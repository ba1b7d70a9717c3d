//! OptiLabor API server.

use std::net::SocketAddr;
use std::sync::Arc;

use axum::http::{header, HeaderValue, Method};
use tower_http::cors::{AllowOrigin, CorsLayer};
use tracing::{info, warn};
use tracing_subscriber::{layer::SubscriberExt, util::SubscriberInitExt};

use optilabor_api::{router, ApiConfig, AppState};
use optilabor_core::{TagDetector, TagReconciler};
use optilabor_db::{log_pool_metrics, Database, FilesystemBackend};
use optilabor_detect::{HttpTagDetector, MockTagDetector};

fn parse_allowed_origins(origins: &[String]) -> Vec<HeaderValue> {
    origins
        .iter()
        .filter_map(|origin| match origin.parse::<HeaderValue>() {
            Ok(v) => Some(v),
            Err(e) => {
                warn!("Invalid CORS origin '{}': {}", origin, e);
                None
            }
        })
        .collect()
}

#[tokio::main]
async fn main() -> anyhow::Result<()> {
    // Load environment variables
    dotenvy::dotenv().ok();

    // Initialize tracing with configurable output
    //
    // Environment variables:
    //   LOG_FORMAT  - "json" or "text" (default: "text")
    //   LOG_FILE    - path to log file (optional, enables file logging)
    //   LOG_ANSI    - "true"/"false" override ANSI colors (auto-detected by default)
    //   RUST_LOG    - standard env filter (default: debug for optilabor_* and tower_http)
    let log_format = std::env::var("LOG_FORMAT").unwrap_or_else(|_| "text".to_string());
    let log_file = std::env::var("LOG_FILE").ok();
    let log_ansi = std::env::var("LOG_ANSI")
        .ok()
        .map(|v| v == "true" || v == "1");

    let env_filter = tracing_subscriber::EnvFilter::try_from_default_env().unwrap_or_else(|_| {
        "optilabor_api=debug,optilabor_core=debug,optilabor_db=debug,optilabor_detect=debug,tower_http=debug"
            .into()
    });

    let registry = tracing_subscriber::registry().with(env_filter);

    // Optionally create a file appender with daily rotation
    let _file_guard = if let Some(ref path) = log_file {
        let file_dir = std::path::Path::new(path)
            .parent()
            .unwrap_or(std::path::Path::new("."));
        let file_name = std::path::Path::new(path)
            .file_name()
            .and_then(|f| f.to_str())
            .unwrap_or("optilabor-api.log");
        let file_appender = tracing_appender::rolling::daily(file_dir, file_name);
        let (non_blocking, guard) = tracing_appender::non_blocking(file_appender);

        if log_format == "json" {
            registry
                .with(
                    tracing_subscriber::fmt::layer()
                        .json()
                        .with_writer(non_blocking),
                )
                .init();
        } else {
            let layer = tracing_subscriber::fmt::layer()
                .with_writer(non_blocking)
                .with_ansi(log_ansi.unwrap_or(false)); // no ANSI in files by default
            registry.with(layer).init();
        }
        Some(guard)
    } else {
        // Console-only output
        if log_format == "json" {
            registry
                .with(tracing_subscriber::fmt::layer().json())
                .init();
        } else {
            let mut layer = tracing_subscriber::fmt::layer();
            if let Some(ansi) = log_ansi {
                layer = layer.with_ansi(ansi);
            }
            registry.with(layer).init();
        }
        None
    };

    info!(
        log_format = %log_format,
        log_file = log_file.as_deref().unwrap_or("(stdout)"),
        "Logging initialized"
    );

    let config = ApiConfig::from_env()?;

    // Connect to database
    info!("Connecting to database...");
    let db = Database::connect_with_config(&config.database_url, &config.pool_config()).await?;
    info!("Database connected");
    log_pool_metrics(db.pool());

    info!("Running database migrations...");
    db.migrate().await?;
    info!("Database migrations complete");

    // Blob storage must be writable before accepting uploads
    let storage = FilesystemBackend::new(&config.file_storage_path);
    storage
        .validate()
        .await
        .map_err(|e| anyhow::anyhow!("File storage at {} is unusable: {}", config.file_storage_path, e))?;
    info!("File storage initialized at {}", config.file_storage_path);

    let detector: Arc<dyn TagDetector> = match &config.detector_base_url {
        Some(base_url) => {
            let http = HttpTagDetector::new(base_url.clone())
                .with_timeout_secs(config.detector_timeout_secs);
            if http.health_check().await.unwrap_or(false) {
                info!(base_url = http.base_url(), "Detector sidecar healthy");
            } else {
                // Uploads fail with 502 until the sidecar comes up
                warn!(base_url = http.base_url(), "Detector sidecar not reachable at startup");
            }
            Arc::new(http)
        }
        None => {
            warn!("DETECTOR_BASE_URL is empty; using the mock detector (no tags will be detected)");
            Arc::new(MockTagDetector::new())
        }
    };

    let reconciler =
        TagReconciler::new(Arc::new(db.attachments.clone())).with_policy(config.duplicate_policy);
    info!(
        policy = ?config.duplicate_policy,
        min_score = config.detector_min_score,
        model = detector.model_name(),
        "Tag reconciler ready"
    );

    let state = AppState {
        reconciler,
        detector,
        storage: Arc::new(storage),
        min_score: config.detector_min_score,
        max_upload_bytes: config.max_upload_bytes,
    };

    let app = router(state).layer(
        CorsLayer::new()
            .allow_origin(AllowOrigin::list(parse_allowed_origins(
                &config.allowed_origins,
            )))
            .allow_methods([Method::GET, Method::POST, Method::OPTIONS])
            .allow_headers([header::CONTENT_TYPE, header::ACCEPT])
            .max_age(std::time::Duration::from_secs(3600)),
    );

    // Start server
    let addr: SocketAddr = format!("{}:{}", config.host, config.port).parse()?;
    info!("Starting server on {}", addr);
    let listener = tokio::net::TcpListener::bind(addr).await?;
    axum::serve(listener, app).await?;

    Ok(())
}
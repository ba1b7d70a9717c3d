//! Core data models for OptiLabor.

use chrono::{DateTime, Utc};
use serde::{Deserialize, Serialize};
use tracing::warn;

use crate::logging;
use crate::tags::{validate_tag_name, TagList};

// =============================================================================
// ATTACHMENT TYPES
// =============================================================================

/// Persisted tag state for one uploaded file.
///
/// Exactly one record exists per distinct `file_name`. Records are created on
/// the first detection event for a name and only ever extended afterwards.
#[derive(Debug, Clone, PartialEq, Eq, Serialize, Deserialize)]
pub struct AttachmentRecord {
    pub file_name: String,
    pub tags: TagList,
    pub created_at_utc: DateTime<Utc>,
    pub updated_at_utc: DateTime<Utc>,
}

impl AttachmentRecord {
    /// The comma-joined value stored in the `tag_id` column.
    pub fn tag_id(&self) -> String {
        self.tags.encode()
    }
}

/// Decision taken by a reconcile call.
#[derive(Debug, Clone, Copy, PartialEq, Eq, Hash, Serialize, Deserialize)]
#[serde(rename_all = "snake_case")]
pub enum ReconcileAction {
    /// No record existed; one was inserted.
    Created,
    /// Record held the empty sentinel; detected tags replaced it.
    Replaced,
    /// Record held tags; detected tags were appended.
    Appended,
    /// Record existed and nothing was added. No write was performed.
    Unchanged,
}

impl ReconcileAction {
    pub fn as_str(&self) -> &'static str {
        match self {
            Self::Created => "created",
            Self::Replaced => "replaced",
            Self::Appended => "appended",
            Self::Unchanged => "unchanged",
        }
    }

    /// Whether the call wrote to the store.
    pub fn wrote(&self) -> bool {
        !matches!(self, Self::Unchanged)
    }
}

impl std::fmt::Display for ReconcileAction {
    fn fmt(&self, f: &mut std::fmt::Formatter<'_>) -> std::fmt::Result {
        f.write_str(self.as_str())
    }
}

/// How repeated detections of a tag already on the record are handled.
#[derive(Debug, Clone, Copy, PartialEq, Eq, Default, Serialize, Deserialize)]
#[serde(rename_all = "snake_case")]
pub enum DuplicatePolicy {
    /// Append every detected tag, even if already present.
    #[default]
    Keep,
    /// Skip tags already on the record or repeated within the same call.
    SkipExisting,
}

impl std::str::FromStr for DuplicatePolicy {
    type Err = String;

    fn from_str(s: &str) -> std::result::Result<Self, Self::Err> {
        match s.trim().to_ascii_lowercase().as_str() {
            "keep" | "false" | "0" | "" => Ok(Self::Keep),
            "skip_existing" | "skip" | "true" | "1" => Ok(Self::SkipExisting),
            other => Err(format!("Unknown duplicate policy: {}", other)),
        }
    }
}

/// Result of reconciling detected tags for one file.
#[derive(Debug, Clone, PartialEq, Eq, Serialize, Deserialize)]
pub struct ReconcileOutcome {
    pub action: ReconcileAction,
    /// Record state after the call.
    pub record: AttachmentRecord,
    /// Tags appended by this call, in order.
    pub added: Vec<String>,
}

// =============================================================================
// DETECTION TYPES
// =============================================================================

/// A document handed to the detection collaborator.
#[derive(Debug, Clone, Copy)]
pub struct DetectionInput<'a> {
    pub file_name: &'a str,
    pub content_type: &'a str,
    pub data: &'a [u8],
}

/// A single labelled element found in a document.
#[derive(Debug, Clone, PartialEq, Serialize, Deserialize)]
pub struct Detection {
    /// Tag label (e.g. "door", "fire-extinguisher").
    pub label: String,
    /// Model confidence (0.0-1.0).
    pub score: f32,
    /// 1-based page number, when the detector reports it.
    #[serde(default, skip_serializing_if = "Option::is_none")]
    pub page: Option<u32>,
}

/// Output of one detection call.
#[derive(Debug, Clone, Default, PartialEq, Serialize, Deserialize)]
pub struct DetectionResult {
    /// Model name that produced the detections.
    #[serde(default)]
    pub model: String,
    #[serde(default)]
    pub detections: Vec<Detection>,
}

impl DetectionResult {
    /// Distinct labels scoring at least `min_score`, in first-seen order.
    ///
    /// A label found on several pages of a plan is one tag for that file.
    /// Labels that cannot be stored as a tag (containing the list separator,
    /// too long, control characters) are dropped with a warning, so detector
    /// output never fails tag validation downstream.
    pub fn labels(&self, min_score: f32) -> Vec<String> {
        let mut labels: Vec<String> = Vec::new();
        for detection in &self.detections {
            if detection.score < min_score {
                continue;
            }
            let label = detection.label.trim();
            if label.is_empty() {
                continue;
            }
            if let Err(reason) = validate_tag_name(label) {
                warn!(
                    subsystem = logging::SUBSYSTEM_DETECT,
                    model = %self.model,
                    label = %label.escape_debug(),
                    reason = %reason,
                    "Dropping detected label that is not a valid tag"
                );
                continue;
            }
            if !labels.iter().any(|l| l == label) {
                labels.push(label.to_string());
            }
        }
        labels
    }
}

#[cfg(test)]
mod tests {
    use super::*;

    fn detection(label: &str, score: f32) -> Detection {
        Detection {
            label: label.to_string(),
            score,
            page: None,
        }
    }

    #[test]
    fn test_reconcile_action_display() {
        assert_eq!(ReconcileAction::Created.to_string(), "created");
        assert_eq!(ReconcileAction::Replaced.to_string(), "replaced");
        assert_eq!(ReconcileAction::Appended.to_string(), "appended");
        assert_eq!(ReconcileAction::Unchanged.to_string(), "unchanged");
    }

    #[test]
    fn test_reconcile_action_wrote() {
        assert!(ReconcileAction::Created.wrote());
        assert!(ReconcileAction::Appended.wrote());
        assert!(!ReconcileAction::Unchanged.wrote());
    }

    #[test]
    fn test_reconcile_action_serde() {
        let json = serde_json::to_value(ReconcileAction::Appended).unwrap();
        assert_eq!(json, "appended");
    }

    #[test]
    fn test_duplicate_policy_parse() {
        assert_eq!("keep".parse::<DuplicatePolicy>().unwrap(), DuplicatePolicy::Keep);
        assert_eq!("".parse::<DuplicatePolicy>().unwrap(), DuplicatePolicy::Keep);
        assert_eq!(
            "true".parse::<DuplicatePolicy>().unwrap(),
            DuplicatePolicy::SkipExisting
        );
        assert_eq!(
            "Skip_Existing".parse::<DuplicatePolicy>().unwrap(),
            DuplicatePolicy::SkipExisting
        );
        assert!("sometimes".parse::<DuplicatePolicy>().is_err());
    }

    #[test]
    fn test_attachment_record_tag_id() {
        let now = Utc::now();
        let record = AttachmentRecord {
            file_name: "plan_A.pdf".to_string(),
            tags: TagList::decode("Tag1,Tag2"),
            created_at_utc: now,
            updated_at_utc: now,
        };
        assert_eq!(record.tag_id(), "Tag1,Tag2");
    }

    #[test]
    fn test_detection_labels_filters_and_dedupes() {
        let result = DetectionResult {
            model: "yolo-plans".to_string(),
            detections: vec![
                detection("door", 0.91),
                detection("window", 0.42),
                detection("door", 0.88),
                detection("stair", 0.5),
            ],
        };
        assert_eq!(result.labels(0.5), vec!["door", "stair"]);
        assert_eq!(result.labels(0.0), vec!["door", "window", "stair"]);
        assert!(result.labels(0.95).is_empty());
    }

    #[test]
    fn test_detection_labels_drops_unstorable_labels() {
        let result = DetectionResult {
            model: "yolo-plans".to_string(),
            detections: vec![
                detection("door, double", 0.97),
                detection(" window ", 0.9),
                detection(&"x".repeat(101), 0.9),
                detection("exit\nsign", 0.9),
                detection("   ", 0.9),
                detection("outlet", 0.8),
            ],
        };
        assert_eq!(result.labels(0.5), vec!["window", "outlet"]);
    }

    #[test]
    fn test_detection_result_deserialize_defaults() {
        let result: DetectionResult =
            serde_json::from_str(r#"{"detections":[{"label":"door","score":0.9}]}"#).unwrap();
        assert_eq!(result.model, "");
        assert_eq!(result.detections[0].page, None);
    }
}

========

→ EXERCISE PROMPT
Take each line of the material that contains the word "migrations" and list it.

→ ANSWER BOX
    info!("Running database migrations...");
    info!("Database migrations complete");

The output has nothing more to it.